*** Dataset records ***

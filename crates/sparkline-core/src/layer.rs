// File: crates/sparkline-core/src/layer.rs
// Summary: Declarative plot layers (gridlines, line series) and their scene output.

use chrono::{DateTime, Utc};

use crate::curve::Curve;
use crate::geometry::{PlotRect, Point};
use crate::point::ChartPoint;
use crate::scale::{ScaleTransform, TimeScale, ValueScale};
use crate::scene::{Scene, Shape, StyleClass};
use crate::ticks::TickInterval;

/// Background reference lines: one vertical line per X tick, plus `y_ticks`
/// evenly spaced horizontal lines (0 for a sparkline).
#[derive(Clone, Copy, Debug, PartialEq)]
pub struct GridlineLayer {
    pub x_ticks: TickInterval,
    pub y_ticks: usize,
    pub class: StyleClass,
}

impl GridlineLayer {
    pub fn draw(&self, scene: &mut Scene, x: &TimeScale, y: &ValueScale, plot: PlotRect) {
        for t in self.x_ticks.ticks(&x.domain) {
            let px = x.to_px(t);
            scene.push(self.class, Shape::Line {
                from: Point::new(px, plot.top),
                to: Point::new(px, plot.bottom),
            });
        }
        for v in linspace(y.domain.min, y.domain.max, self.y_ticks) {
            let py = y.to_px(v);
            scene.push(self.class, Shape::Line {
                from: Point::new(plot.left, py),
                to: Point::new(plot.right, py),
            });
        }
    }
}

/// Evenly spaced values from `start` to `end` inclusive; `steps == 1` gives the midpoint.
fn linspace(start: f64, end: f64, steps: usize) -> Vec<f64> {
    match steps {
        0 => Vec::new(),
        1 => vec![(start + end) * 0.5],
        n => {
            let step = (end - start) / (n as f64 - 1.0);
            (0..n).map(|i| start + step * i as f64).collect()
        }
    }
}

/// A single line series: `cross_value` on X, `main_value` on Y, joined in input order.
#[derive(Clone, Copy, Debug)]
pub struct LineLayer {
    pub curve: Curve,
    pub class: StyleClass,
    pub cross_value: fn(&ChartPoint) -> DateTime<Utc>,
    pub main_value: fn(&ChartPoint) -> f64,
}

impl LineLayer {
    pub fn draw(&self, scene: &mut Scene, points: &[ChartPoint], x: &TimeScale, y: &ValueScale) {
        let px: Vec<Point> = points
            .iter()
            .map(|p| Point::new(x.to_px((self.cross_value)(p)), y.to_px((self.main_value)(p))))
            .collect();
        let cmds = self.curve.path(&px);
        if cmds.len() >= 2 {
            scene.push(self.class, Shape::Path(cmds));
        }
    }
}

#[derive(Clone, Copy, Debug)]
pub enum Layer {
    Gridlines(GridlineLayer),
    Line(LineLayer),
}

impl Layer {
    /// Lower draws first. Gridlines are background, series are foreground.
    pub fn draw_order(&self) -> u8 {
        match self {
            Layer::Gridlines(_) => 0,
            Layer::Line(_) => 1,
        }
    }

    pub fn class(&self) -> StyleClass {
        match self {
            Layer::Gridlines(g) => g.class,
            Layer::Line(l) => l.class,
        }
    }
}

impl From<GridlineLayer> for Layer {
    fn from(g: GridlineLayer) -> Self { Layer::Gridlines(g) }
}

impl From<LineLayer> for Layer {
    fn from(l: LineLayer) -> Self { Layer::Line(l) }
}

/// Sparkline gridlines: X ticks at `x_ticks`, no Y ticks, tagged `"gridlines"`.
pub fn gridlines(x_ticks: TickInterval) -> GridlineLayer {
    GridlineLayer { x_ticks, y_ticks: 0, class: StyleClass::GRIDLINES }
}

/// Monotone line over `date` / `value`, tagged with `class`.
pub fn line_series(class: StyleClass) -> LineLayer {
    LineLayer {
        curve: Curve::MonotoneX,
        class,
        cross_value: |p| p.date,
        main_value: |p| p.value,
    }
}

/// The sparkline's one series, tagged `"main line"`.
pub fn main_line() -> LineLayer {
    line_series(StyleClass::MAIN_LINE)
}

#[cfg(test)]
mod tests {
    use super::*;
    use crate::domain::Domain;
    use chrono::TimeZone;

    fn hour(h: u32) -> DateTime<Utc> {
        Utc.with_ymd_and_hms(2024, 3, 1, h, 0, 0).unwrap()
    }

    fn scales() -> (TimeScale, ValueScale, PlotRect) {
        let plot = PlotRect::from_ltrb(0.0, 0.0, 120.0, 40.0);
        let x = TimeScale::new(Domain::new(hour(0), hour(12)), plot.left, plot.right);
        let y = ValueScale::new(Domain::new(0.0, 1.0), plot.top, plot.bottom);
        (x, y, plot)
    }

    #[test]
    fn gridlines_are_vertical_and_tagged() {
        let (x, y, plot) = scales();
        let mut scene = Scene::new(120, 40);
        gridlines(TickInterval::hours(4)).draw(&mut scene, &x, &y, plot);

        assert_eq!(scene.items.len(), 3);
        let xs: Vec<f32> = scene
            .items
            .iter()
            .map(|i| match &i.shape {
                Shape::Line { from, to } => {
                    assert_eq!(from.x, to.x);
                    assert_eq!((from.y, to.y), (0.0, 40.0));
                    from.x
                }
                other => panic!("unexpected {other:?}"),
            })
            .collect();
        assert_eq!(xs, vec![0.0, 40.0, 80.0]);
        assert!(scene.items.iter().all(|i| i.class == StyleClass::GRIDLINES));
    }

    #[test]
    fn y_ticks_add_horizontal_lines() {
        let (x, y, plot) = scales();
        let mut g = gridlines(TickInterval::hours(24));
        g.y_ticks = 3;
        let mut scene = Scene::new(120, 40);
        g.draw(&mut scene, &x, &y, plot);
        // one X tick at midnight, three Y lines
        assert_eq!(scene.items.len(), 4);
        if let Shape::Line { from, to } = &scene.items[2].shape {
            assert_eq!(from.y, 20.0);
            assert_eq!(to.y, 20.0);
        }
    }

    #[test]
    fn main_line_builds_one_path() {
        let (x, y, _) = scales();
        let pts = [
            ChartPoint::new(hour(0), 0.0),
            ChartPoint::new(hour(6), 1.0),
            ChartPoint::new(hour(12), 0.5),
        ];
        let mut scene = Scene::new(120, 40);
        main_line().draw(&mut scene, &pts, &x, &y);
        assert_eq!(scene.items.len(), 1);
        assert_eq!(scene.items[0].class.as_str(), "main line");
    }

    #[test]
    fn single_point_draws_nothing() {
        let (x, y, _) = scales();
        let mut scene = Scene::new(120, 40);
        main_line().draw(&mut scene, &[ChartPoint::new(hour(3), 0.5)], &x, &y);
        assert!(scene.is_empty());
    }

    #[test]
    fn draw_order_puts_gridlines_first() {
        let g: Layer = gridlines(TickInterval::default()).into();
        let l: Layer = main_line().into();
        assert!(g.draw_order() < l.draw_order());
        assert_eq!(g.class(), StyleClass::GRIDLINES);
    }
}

*** End of Dataset records ***

## Exercise brief
Sift the material for lines with the string "left". Copy each one found.

## Solution for this exercise
                from: Point::new(plot.left, py),
        let x = TimeScale::new(Domain::new(hour(0), hour(12)), plot.left, plot.right);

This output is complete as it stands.